Laparoscopy has surpassed and even replacing the open technique in many operations, with gaining benefits from their many advantages in terms of rapid recovery, less adhesions, less pain & length of hospital stays. However, post-operative subcutaneous emphysema is a unique complication, that particular to laparoscopy not to open surgery [5]. Although massive subcutaneous emphysema is a rare complication of laparoscopy, but it is quite annoying one [6]. It was reported in both in intra and extra-peritoneal laparoscopy such as renal and colorectal surgery [7]. The incidence ranges from 0.43% to 2.34% [3]. However, it is thought to be more if carefully assessed.

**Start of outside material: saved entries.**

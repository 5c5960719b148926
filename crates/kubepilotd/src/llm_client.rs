//! Ollama LLM client.
//!
//! One client, three roles: intent classification, plan generation,
//! and documentation-grounded answering, plus embeddings for the doc
//! store. Plan generation never fails on bad model output: anything
//! that does not parse as JSON comes back as a clarify mapping.

use anyhow::{anyhow, Context, Result};
use async_trait::async_trait;
use regex::Regex;
use serde::{Deserialize, Serialize};
use serde_json::{json, Value};
use std::time::Duration;
use tracing::{debug, warn};

use kubepilot_common::prompts::{
    answer_prompt, intent_prompt, ANSWER_SYSTEM_PROMPT, PLANNER_SYSTEM_PROMPT,
};
use kubepilot_common::Intent;

use crate::capabilities::{AnswerGenerator, Planner};
use crate::config::LlmConfig;
use crate::rag::Embedder;

pub struct OllamaClient {
    http: reqwest::Client,
    base_url: String,
    planner_model: String,
    answer_model: String,
    embed_model: String,
    json_block: Regex,
}

#[derive(Serialize)]
struct ChatMessage<'a> {
    role: &'a str,
    content: &'a str,
}

#[derive(Deserialize)]
struct ChatResponse {
    message: ChatResponseMessage,
}

#[derive(Deserialize)]
struct ChatResponseMessage {
    content: String,
}

#[derive(Deserialize)]
struct EmbeddingResponse {
    embedding: Vec<f32>,
}

impl OllamaClient {
    pub fn new(config: &LlmConfig) -> Self {
        Self {
            http: reqwest::Client::builder()
                .timeout(Duration::from_secs(config.request_timeout_secs))
                .build()
                .unwrap_or_default(),
            base_url: config.base_url.trim_end_matches('/').to_string(),
            planner_model: config.planner_model.clone(),
            answer_model: config.answer_model.clone(),
            embed_model: config.embed_model.clone(),
            json_block: Regex::new(r"(?s)(\{.*\}|\[.*\])").expect("valid JSON block pattern"),
        }
    }

    async fn chat(&self, model: &str, system: &str, user: &str) -> Result<String> {
        let mut messages = Vec::new();
        if !system.is_empty() {
            messages.push(ChatMessage {
                role: "system",
                content: system,
            });
        }
        messages.push(ChatMessage {
            role: "user",
            content: user,
        });

        let response = self
            .http
            .post(format!("{}/api/chat", self.base_url))
            .json(&json!({
                "model": model,
                "messages": messages,
                "stream": false,
            }))
            .send()
            .await
            .context("Ollama request failed")?
            .error_for_status()
            .context("Ollama returned an error status")?;

        let parsed: ChatResponse = response
            .json()
            .await
            .context("Failed to parse Ollama response")?;
        Ok(parsed.message.content.trim().to_string())
    }

    /// First JSON object or array embedded in the model output.
    fn extract_json<'a>(&self, text: &'a str) -> Option<&'a str> {
        self.json_block.find(text).map(|m| m.as_str())
    }
}

#[async_trait]
impl Planner for OllamaClient {
    async fn classify_intent(&self, query: &str) -> Result<Intent> {
        let verdict = self
            .chat(&self.planner_model, "", &intent_prompt(query))
            .await?;
        debug!("Intent classifier said: {verdict}");
        Ok(Intent::parse(&verdict))
    }

    async fn plan_action(&self, query: &str) -> Result<Value> {
        let raw = self
            .chat(&self.planner_model, PLANNER_SYSTEM_PROMPT, query)
            .await?;

        let Some(block) = self.extract_json(&raw) else {
            warn!("Planner output contained no JSON: {raw}");
            return Ok(clarify(
                "Failed to parse action plan. Please rephrase or simplify the command.",
            ));
        };

        match serde_json::from_str::<Value>(block) {
            Ok(plan) => Ok(plan),
            Err(e) => {
                warn!("Planner output was not valid JSON: {e}");
                Ok(clarify("Invalid JSON in plan. Please rephrase your command."))
            }
        }
    }
}

#[async_trait]
impl AnswerGenerator for OllamaClient {
    async fn generate_answer(&self, query: &str, context: &str) -> Result<String> {
        self.chat(
            &self.answer_model,
            ANSWER_SYSTEM_PROMPT,
            &answer_prompt(query, context),
        )
        .await
    }
}

#[async_trait]
impl Embedder for OllamaClient {
    async fn embed(&self, text: &str) -> Result<Vec<f32>> {
        let response = self
            .http
            .post(format!("{}/api/embeddings", self.base_url))
            .json(&json!({
                "model": self.embed_model,
                "prompt": text,
            }))
            .send()
            .await
            .context("Ollama embedding request failed")?
            .error_for_status()
            .context("Ollama returned an error status")?;

        let parsed: EmbeddingResponse = response
            .json()
            .await
            .context("Failed to parse embedding response")?;
        if parsed.embedding.is_empty() {
            return Err(anyhow!("Ollama returned an empty embedding"));
        }
        Ok(parsed.embedding)
    }
}

fn clarify(hint: &str) -> Value {
    json!({ "type": "clarify", "hint": hint })
}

The incidence might be as high as 34% if assessed by chest X-ray & up to 56% by computed tomography [5]. Other authors reported as much as 77% of laparoscopy patients have grossly undetectable subcutaneous emphysema & 20% have findings on postoperative chest radiograph of pneumomediastinum [8]. Murdock et al. reported incidence rates of 5.5% for hypercarbia, 2.3% for subcutaneous emphysema, and 1.9% for pneumothorax /pneumomediastinum following laparoscopy [4]. Pneumothorax can be developed by extension of insufflated gas through congenital diaphragmatic channels into the pleural cavities, and is reported as 0.03% [2]. Subcutaneous emphysema was reported to appear in the intraoperative as well as early and late postoperative periods (in the third day) [8].

Risk factors

There are many risk factors that have been implicated for development of this complication [9] shown in (Table 1). These include; prolonged surgery & pneumo-peritoneum of more than 200 minutes [10], and insufflation of CO2 at pressure =15 mm Hg [11]. Insufflator settings for pressure and flow rate influence insufflation dynamics, the amount of gas absorption or extra-peritoneal extravasation with higher pressures, and flow rates contributing to the increased incidence of gas extravasation, noted as subcutaneous emphysema [12]. The total amount of gas used may or may not be related to the length of time of the procedure and may be more important than the length of time of the procedure [4]. Maximum positive end-tidal CO2 (PETCO2) more than 50 mmHg is one predictor for its development [3].